_Try it:_ Scan the records below for the line containing "register_competitor(&mut bracket, Uuid::new_v4()).unwrap();" and the line containing "let mut bracket = bracket_with_competitors(n);". Copy both, plus every line between, exactly.

_Entries shown:_
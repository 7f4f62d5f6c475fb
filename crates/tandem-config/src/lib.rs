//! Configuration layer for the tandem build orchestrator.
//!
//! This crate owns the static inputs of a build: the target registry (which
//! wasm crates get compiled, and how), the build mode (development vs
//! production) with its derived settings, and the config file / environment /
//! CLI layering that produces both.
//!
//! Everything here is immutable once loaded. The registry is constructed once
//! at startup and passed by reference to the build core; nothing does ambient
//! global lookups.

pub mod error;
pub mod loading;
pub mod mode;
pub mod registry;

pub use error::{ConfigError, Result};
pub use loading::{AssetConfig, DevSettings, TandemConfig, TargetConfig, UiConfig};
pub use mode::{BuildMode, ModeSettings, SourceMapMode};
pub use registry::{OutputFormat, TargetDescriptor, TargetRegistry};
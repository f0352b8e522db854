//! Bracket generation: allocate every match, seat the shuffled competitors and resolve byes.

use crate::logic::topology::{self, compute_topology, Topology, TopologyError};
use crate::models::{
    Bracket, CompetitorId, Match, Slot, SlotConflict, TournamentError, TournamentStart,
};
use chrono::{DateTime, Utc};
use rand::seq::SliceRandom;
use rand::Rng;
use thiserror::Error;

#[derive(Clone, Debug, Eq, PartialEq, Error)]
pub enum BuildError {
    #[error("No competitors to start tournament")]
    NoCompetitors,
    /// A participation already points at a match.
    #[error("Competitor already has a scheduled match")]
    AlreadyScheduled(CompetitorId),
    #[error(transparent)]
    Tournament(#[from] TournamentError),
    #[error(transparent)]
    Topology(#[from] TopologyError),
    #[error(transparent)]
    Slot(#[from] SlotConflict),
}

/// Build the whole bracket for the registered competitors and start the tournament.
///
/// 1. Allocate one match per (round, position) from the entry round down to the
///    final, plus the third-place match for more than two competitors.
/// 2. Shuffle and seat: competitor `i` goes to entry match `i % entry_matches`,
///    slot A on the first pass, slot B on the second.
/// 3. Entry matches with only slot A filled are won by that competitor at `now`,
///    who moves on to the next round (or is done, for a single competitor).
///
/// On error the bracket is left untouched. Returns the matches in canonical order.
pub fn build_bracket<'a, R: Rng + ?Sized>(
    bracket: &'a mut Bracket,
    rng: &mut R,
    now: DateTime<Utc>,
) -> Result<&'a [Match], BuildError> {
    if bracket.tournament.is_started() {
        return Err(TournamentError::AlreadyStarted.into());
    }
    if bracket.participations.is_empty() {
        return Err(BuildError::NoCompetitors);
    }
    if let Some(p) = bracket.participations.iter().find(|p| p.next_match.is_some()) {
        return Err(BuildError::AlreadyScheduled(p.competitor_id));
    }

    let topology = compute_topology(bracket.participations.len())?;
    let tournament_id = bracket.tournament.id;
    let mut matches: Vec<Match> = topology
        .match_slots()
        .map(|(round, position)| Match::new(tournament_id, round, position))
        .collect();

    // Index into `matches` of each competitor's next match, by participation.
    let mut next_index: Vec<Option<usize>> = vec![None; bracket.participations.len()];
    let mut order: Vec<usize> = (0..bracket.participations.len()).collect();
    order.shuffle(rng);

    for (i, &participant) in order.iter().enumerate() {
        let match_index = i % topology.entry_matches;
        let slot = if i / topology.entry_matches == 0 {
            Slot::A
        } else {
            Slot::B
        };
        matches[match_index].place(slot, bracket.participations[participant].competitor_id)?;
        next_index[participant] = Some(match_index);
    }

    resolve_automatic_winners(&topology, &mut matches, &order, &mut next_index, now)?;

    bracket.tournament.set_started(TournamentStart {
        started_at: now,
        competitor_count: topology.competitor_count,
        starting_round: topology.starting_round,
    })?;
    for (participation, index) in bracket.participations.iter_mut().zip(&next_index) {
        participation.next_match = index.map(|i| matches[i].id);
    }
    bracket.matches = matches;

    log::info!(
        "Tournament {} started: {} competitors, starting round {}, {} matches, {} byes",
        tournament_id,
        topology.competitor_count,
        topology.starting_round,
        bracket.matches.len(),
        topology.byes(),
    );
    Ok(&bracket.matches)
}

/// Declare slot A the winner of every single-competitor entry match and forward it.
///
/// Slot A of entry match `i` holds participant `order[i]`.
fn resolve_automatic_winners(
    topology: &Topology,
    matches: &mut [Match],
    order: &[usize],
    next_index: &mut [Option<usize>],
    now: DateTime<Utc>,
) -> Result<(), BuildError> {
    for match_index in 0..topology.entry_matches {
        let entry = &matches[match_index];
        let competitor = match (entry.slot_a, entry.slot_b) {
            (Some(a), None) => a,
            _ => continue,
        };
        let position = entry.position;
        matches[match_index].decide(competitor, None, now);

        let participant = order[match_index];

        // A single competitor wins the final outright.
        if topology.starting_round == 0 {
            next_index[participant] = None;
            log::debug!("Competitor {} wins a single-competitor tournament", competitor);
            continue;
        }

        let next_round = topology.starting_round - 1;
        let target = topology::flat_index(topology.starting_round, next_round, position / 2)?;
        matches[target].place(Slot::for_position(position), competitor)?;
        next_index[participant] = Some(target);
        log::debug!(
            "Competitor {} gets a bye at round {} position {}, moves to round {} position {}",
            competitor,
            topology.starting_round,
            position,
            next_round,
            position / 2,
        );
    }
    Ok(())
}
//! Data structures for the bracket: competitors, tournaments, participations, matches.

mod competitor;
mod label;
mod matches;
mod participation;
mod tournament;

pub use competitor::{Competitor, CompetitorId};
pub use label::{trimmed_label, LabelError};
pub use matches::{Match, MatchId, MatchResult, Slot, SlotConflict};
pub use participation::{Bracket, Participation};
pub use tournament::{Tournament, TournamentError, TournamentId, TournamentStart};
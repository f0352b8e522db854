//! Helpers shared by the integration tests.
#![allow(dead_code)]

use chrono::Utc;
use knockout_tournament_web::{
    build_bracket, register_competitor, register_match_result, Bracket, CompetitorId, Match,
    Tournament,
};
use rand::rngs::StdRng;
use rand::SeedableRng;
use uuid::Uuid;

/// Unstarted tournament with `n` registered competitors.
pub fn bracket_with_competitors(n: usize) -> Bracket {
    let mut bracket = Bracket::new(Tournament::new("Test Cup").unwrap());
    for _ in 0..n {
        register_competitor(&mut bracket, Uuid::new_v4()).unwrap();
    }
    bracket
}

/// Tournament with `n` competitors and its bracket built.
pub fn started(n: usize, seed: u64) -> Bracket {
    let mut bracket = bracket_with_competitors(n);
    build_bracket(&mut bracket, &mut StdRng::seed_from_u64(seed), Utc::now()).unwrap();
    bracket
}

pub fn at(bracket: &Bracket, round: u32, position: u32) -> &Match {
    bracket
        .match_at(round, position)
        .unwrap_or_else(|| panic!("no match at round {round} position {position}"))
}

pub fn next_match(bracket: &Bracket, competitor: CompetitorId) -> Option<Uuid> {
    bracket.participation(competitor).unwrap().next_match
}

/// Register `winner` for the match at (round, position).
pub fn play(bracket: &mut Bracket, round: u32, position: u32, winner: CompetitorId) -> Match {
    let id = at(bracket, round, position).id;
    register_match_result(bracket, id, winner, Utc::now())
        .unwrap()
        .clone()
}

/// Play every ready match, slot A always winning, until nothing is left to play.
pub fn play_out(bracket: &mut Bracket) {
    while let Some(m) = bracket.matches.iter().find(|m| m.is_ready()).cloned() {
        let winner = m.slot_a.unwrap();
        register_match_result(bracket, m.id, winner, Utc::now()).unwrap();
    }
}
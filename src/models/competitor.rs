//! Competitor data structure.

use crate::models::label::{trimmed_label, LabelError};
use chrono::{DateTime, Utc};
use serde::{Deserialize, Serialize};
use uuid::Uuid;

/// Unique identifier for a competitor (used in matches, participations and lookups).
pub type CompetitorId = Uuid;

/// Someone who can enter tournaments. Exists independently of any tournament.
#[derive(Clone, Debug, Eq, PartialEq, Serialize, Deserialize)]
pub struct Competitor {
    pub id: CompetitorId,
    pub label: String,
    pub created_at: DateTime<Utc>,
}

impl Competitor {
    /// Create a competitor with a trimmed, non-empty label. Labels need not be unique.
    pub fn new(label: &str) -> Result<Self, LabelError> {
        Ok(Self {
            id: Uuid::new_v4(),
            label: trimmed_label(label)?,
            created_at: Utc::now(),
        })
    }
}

_Task result:_
        register_competitor(&mut bracket, Uuid::new_v4()).unwrap();
    }
    bracket
}

/// Tournament with `n` competitors and its bracket built.
pub fn started(n: usize, seed: u64) -> Bracket {
    let mut bracket = bracket_with_competitors(n);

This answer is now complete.